Best cross off that Cadbury's Creme Egg off your Christmas List
Following the link from Twitter and therefore not having the image, I thought it was some kind of biscuit based product to go with the traditional Easter cheese.
@ theficklepickle: Christmas trees naturally comes in green, I suppose ;D But you're right, it would be dreadful idea. This mental image... ugh!
As for Christmas/Easter exclusivness, it should concern the weather as well!
IT WAS SNOWING in Poland yesterday. And the temperature is dropping below 0oC in the night.
I think they should make personalised crackers for my birthday and try and make that a national holiday as well.

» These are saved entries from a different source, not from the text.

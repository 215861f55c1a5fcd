//! Periodic best-effort flushing for registered streamers.

use std::sync::{Arc, Mutex, Weak};
use std::time::Duration;

use tokio::sync::Notify;
use tokio::time::{self, Instant};
use tracing::warn;

use crate::streamer::StreamerInner;

/// Re-check interval while the queue is empty, bounding how long a dropped
/// scheduler's worker lingers.
const IDLE_POLL: Duration = Duration::from_secs(1);

struct SchedEntry {
    deadline: Instant,
    interval: Duration,
    streamer: Weak<StreamerInner>,
}

/// Delay queue that periodically calls `try_flush` on every registered
/// streamer whose interval has elapsed.
///
/// One scheduler serves any number of streamers; its background worker
/// holds only weak references, so closed or dropped streamers fall out of
/// the queue on the next sweep. Sweep failures are logged, never
/// propagated.
pub struct FlushScheduler {
    entries: Mutex<Vec<SchedEntry>>,
    notify: Notify,
}

impl FlushScheduler {
    /// Create a scheduler and spawn its worker. Must be called from within
    /// a tokio runtime.
    pub fn new() -> Arc<Self> {
        let scheduler = Arc::new(Self {
            entries: Mutex::new(Vec::new()),
            notify: Notify::new(),
        });
        tokio::spawn(worker(Arc::downgrade(&scheduler)));
        scheduler
    }

    /// (Re-)register a streamer at `interval`. Replaces any prior entry.
    pub(crate) fn register(&self, streamer: &Arc<StreamerInner>, interval: Duration) {
        let weak = Arc::downgrade(streamer);
        let mut entries = self.entries.lock().unwrap();
        entries.retain(|entry| !entry.streamer.ptr_eq(&weak));
        entries.push(SchedEntry {
            deadline: Instant::now() + interval,
            interval,
            streamer: weak,
        });
        drop(entries);
        self.notify.notify_one();
    }

    pub(crate) fn deregister(&self, streamer: &Arc<StreamerInner>) {
        let weak = Arc::downgrade(streamer);
        self.entries
            .lock()
            .unwrap()
            .retain(|entry| !entry.streamer.ptr_eq(&weak));
        self.notify.notify_one();
    }

    fn next_deadline(&self) -> Option<Instant> {
        self.entries
            .lock()
            .unwrap()
            .iter()
            .map(|entry| entry.deadline)
            .min()
    }

    /// Pop due entries, pushing each back with a fresh deadline.
    fn take_due(&self, now: Instant) -> Vec<Weak<StreamerInner>> {
        let mut due = Vec::new();
        let mut entries = self.entries.lock().unwrap();
        entries.retain(|entry| entry.streamer.strong_count() > 0);
        for entry in entries.iter_mut() {
            if entry.deadline <= now {
                entry.deadline = now + entry.interval;
                due.push(entry.streamer.clone());
            }
        }
        due
    }
}

async fn worker(scheduler: Weak<FlushScheduler>) {
    loop {
        let Some(scheduler) = scheduler.upgrade() else {
            return;
        };
        let notified = scheduler.notify.notified();
        match scheduler.next_deadline() {
            None => {
                tokio::select! {
                    _ = notified => {}
                    _ = time::sleep(IDLE_POLL) => {}
                }
            }
            Some(deadline) => {
                tokio::select! {
                    _ = notified => {}
                    _ = time::sleep_until(deadline) => {}
                }
            }
        }

        let due = scheduler.take_due(Instant::now());
        // Release the strong handle before flushing; sweeps can take a
        // while and must not pin a scheduler every owner has dropped.
        drop(scheduler);
        for weak in due {
            let Some(streamer) = weak.upgrade() else {
                continue;
            };
            if streamer.is_closed() {
                continue;
            }
            if let Err(err) = streamer.try_flush().await {
                warn!(error = %err, "auto-flush sweep failed");
            }
        }
    }
}
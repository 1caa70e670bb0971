use std::process::ExitCode;

use ozfluid::app::Application;

fn main() -> ExitCode {
    match Application::from_cli() {
        Ok(app) => match app.run() {
            Ok(()) => ExitCode::SUCCESS,
            Err(err) => {
                eprintln!("Error: {}", err);
                ExitCode::from(err.exit_code())
            }
        },
        Err(err) => {
            eprintln!("Error: {:?}", err);
            ExitCode::from(1)
        }
    }
}
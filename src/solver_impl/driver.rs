//! Picard-Ng driver for the Ornstein-Zernike fixed point, with the density
//! ramp used to reach the target volume fraction by continuation.

use nalgebra::DVector;
use std::f64::consts::PI;
use tracing::{debug, info};

use super::ng::NgAccelerator;
use crate::closure_impl::{self, ClosureKind};
use crate::error::{OzError, OzResult};
use crate::grid::{RadialGrid, SineTransform};
use crate::potential_impl::PairPotential;

/// Densest packing of equal spheres; volume fractions at or above this are
/// rejected outright.
pub const MAX_PACKING_FRACTION: f64 = 0.7405;

const MAX_STEP_HALVINGS: usize = 3;

/// Immutable inputs of one solve. Everything the iteration needs travels in
/// here; there is no process-wide state.
#[derive(Clone, Debug)]
pub struct SolverContext {
    pub grid: RadialGrid,
    pub potential: PairPotential,
    pub closure: ClosureKind,
    pub beta: f64,
    pub rho_target: f64,
    pub nrho: usize,
    pub ez: f64,
    pub xnu: f64,
    pub max_iter: usize,
}

impl SolverContext {
    #[allow(clippy::too_many_arguments)]
    pub fn new(
        grid: RadialGrid,
        potential: PairPotential,
        closure: ClosureKind,
        temperature: f64,
        volume_fraction: f64,
        nrho: usize,
        ez: f64,
        xnu: f64,
        max_iter: usize,
    ) -> OzResult<Self> {
        if !temperature.is_finite() || temperature <= 0.0 {
            return Err(OzError::Config(format!(
                "temperature must be positive, got {}",
                temperature
            )));
        }
        if !volume_fraction.is_finite()
            || volume_fraction <= 0.0
            || volume_fraction >= MAX_PACKING_FRACTION
        {
            return Err(OzError::Config(format!(
                "volume fraction must lie in (0, {}), got {}",
                MAX_PACKING_FRACTION, volume_fraction
            )));
        }
        if nrho == 0 {
            return Err(OzError::Config("density ramp needs at least one step".into()));
        }
        if !ez.is_finite() || ez <= 0.0 {
            return Err(OzError::Config(format!("invalid tolerance {}", ez)));
        }
        if !xnu.is_finite() || xnu < 1.0 {
            return Err(OzError::Config(format!(
                "damping parameter xnu must be >= 1, got {}",
                xnu
            )));
        }
        let sigma = potential.sigma;
        let rho_target = 6.0 * volume_fraction / (PI * sigma * sigma * sigma);
        Ok(SolverContext {
            grid,
            potential,
            closure,
            beta: 1.0 / temperature,
            rho_target,
            nrho,
            ez,
            xnu,
            max_iter,
        })
    }

    /// Same context with a different Rogers-Young mixing parameter; used by
    /// the thermodynamic-consistency search.
    pub fn with_alpha(&self, alpha: f64) -> SolverContext {
        let mut ctx = self.clone();
        ctx.closure = ClosureKind::RogersYoung { alpha };
        ctx
    }
}

/// Mutable correlation state owned by one solve. The invariant
/// gamma = h - c holds at every accepted iterate because h is only ever
/// assigned as gamma + c.
pub struct IterationState {
    pub gamma: DVector<f64>,
    pub c: DVector<f64>,
    pub h: DVector<f64>,
    pub c_hat: DVector<f64>,
    pub gamma_hat: DVector<f64>,
}

impl IterationState {
    pub fn zeros(n: usize) -> Self {
        IterationState {
            gamma: DVector::zeros(n),
            c: DVector::zeros(n),
            h: DVector::zeros(n),
            c_hat: DVector::zeros(n),
            gamma_hat: DVector::zeros(n),
        }
    }
}

/// Converged output of the density ramp.
pub struct RampOutcome {
    pub state: IterationState,
    /// beta P along the compressibility route, integrated over the ramp.
    pub p_compressibility: f64,
    /// Iterations spent on the final density step.
    pub final_iterations: usize,
}

/// Trapezoidal accumulator for beta P_c = Int_0^rho (1 - rho' c^(0)) drho',
/// fed with every converged density along the ramp.
struct CompressibilityIntegral<'a> {
    grid: &'a RadialGrid,
    rho_last: f64,
    mu_last: f64,
    value: f64,
}

impl<'a> CompressibilityIntegral<'a> {
    fn new(grid: &'a RadialGrid) -> Self {
        // ideal gas limit: d(beta P)/drho = 1 at rho = 0
        CompressibilityIntegral {
            grid,
            rho_last: 0.0,
            mu_last: 1.0,
            value: 0.0,
        }
    }

    fn record(&mut self, rho: f64, c: &DVector<f64>) {
        let integral: f64 = self
            .grid
            .r
            .iter()
            .zip(c.iter())
            .map(|(&r, &cj)| r * r * cj)
            .sum::<f64>()
            * 4.0
            * PI
            * self.grid.dr;
        let mu = 1.0 - rho * integral;
        self.value += 0.5 * (self.mu_last + mu) * (rho - self.rho_last);
        self.rho_last = rho;
        self.mu_last = mu;
    }
}

pub struct OzSolver<'a> {
    ctx: &'a SolverContext,
    transform: SineTransform,
    ng: NgAccelerator,
}

impl<'a> OzSolver<'a> {
    pub fn new(ctx: &'a SolverContext) -> Self {
        OzSolver {
            transform: SineTransform::new(&ctx.grid),
            ng: NgAccelerator::new(&ctx.grid, ctx.xnu),
            ctx,
        }
    }

    /// Run the density ramp from near zero up to the target density,
    /// reusing each converged gamma as the next initial guess.
    pub fn solve(&mut self) -> OzResult<RampOutcome> {
        let ctx = self.ctx;
        let mut state = IterationState::zeros(ctx.grid.n);
        let mut pressure = CompressibilityIntegral::new(&ctx.grid);
        let d_rho = ctx.rho_target / ctx.nrho as f64;
        let mut final_iterations = 0;

        info!(
            "solving {} fluid with {} closure up to rho = {:.6} in {} density steps",
            ctx.potential.kind.name(),
            ctx.closure.label(),
            ctx.rho_target,
            ctx.nrho
        );

        for s in 1..=ctx.nrho {
            let rho = s as f64 * d_rho;
            final_iterations = self.advance_to(rho, &mut state, &mut pressure)?;
            debug!(
                "density step {}/{} (rho = {:.6}) converged in {} iterations",
                s, ctx.nrho, rho, final_iterations
            );
        }

        info!(
            "converged at rho = {:.6}; final step took {} iterations",
            ctx.rho_target, final_iterations
        );
        Ok(RampOutcome {
            state,
            p_compressibility: pressure.value,
            final_iterations,
        })
    }

    /// Converge at `target`, retrying through up to three halved intermediate
    /// densities when a step is rejected or fails to converge.
    fn advance_to(
        &mut self,
        target: f64,
        state: &mut IterationState,
        pressure: &mut CompressibilityIntegral,
    ) -> OzResult<usize> {
        let mut halvings = 0;
        let mut next = target;
        loop {
            let saved = state.gamma.clone();
            match self.solve_at_density(next, state) {
                Ok(iterations) => {
                    pressure.record(next, &state.c);
                    if next == target {
                        return Ok(iterations);
                    }
                    next = target;
                }
                Err(err) => {
                    if halvings >= MAX_STEP_HALVINGS {
                        return Err(err);
                    }
                    halvings += 1;
                    state.gamma.copy_from(&saved);
                    next = 0.5 * (pressure.rho_last + next);
                    debug!(
                        "density step rejected ({}); retrying through rho = {:.6}",
                        err, next
                    );
                }
            }
        }
    }

    /// Picard-Ng inner loop at one fixed density. On success the state holds
    /// the accepted gamma with c, c^ and h recomputed from it.
    pub fn solve_at_density(&mut self, rho: f64, state: &mut IterationState) -> OzResult<usize> {
        let ctx = self.ctx;
        let n = ctx.grid.n;
        self.ng.reset();
        let mut residual = f64::INFINITY;

        for iteration in 1..=ctx.max_iter {
            closure_impl::apply(
                &ctx.closure,
                &ctx.grid,
                &ctx.potential,
                ctx.beta,
                state.gamma.as_slice(),
                state.c.as_mut_slice(),
            );
            self.transform
                .forward(state.c.as_slice(), state.c_hat.as_mut_slice());

            for i in 0..n {
                let c_hat = state.c_hat[i];
                let denom = 1.0 - rho * c_hat;
                if denom <= 0.0 {
                    return Err(OzError::SpinodalCrossed {
                        density: rho,
                        k: ctx.grid.k[i],
                    });
                }
                state.gamma_hat[i] = rho * c_hat * c_hat / denom;
            }

            // gamma_out lands in the h buffer until accepted
            self.transform
                .inverse(state.gamma_hat.as_slice(), state.h.as_mut_slice());

            residual = 0.0;
            for j in 0..n {
                residual = residual.max((state.h[j] - state.gamma[j]).abs());
            }

            if residual < ctx.ez {
                state.gamma.copy_from(&state.h);
                self.refresh(state);
                return Ok(iteration);
            }

            let d = &state.h - &state.gamma;
            let gamma_in = std::mem::replace(&mut state.gamma, DVector::zeros(0));
            self.ng.push(gamma_in, d);
            state.gamma = self.ng.next_iterate();
        }

        Err(OzError::NotConverged {
            density: rho,
            iterations: ctx.max_iter,
            residual,
        })
    }

    /// Recompute c, c^ and h from the accepted gamma so the state is
    /// internally consistent.
    fn refresh(&mut self, state: &mut IterationState) {
        let ctx = self.ctx;
        closure_impl::apply(
            &ctx.closure,
            &ctx.grid,
            &ctx.potential,
            ctx.beta,
            state.gamma.as_slice(),
            state.c.as_mut_slice(),
        );
        self.transform
            .forward(state.c.as_slice(), state.c_hat.as_mut_slice());
        for j in 0..ctx.grid.n {
            state.h[j] = state.gamma[j] + state.c[j];
        }
    }
}
use super::{eval_point, PairPotential, PotentialKind, SpeciesParams};
use crate::grid::RadialGrid;

fn params() -> SpeciesParams {
    SpeciesParams {
        sigma: 1.0,
        temperature: 1.0,
        temperature2: 1.0,
        lambda_a: 1.8,
        lambda_r: 4.0,
    }
}

fn close(a: f64, b: f64, tol: f64) -> bool {
    (a - b).abs() <= tol * b.abs().max(1.0)
}

#[test]
fn unknown_id_is_a_configuration_error() {
    assert!(PotentialKind::try_from_id(3).is_err());
    assert!(PotentialKind::try_from_id(99).is_err());
}

#[test]
fn id_round_trip() {
    for id in [1, 2, 4, 7, 13] {
        let kind = PotentialKind::try_from_id(id).unwrap();
        assert_eq!(kind.id(), id);
    }
}

#[test]
fn invalid_parameters_are_rejected() {
    let grid = RadialGrid::new(64, 10.0).unwrap();
    let mut bad = params();
    bad.sigma = -1.0;
    assert!(PairPotential::tabulate(PotentialKind::HardSphere, &bad, &grid).is_err());

    let mut bad = params();
    bad.temperature = f64::NAN;
    assert!(PairPotential::tabulate(PotentialKind::Wca, &bad, &grid).is_err());

    let mut bad = params();
    bad.lambda_r = 0.0;
    assert!(PairPotential::tabulate(PotentialKind::InversePower, &bad, &grid).is_err());

    let mut bad = params();
    bad.temperature2 = -2.0;
    assert!(PairPotential::tabulate(PotentialKind::DoubleYukawa, &bad, &grid).is_err());
}

#[test]
fn hard_sphere_core_mask_covers_the_core() {
    let grid = RadialGrid::new(256, 8.0).unwrap();
    let pot = PairPotential::tabulate(PotentialKind::HardSphere, &params(), &grid).unwrap();
    assert!(pot.has_core);
    for j in 0..grid.n {
        assert_eq!(pot.core[j], grid.r[j] < 1.0, "mask wrong at r = {}", grid.r[j]);
        assert_eq!(pot.u[j], 0.0);
        assert_eq!(pot.up[j], 0.0);
    }
}

#[test]
fn wca_is_shifted_and_cut() {
    let grid = RadialGrid::new(1024, 4.0).unwrap();
    let pot = PairPotential::tabulate(PotentialKind::Wca, &params(), &grid).unwrap();
    assert!(!pot.has_core);
    let r_cut = 2f64.powf(1.0 / 6.0);
    for j in 0..grid.n {
        if grid.r[j] >= r_cut {
            assert_eq!(pot.u[j], 0.0);
            assert_eq!(pot.up[j], 0.0);
        } else {
            assert!(pot.u[j] > 0.0);
        }
    }
    // U(sigma) = 4 eps (1 - 1) + eps = eps
    let j_sigma = grid.r.iter().position(|&r| r >= 1.0).unwrap();
    assert!(close(pot.u[j_sigma], 1.0, 0.05));
}

#[test]
fn up_matches_numerical_derivative() {
    let grid = RadialGrid::new(512, 6.0).unwrap();
    let cases = [
        PotentialKind::InversePower,
        PotentialKind::DoubleYukawa,
        PotentialKind::Hertzian,
    ];
    for kind in cases {
        let pot = PairPotential::tabulate(kind, &params(), &grid).unwrap();
        let h = 1e-6;
        for j in 8..grid.n - 8 {
            let r = grid.r[j];
            if kind == PotentialKind::Hertzian && (r - 1.0).abs() < 0.05 {
                // derivative kink at the overlap boundary
                continue;
            }
            let u_at = |x: f64| eval_point(kind, &params(), x).0;
            let du = (u_at(r + h) - u_at(r - h)) / (2.0 * h);
            let expected = -r * du;
            assert!(
                (pot.up[j] - expected).abs() < 1e-4 * expected.abs().max(1.0),
                "{:?} at r = {}: up = {} vs -r dU/dr = {}",
                kind,
                r,
                pot.up[j],
                expected
            );
        }
    }
}

#[test]
fn double_yukawa_balances_at_contact_for_equal_temperatures() {
    let grid = RadialGrid::new(2048, 16.0).unwrap();
    let pot = PairPotential::tabulate(PotentialKind::DoubleYukawa, &params(), &grid).unwrap();
    // with eps_a = eps_r the two tails cancel exactly at r = sigma
    let j = grid.r.iter().position(|&r| r >= 1.0).unwrap();
    assert!(pot.u[j].abs() < 0.05);
    // attraction wins at long range
    let j_far = grid.r.iter().position(|&r| r >= 2.0).unwrap();
    assert!(pot.u[j_far] < 0.0);
}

Wonder if anyone's done royal wedding crackers yet......
How bad is it that I'm now thinking "Cabin Pressure" crackers - complete w/ captain's hat, small oxygen mask, a mini bottle of Talisker, and a packet of cashews? (Although perhaps Captain Crieff would be too upset about the hat - maybe a copy of Arthur's?)
Lucy said: Wonder if anyone's done royal wedding crackers yet......
Is it cynical of me that the first items I thought of for these were miniature divorce papers? And then that got me on to Prince Harry Paternity Testing Kits... For shame.
@ClosetDiva (aka Kate K) - Don't forget the portion of cheese, although that'd mean the crackers would need a long shelf life! (There's a bad pun in there regarding "from one cracker to another", but I didn't say that.)
@ClosetDiva (aka Kate K). They tried the Cabin Pressure Crackers but they got stuck on the mottos.
Douglas's were too rude, Martin's were all complex questions pertaining to the aircraft and Arthur - well less said about Arthur's contributions the better.
Though the more I think about it those St Andrew's Day Crackers aren't a bad idea. Little Scottish charms + tartan crown + Scottish quote or motto. Near Christmas so no-one gets too confused and if they don't work I can always flog them to the Yanks and Japanese. If I get started on them now, I should have them done by Nov.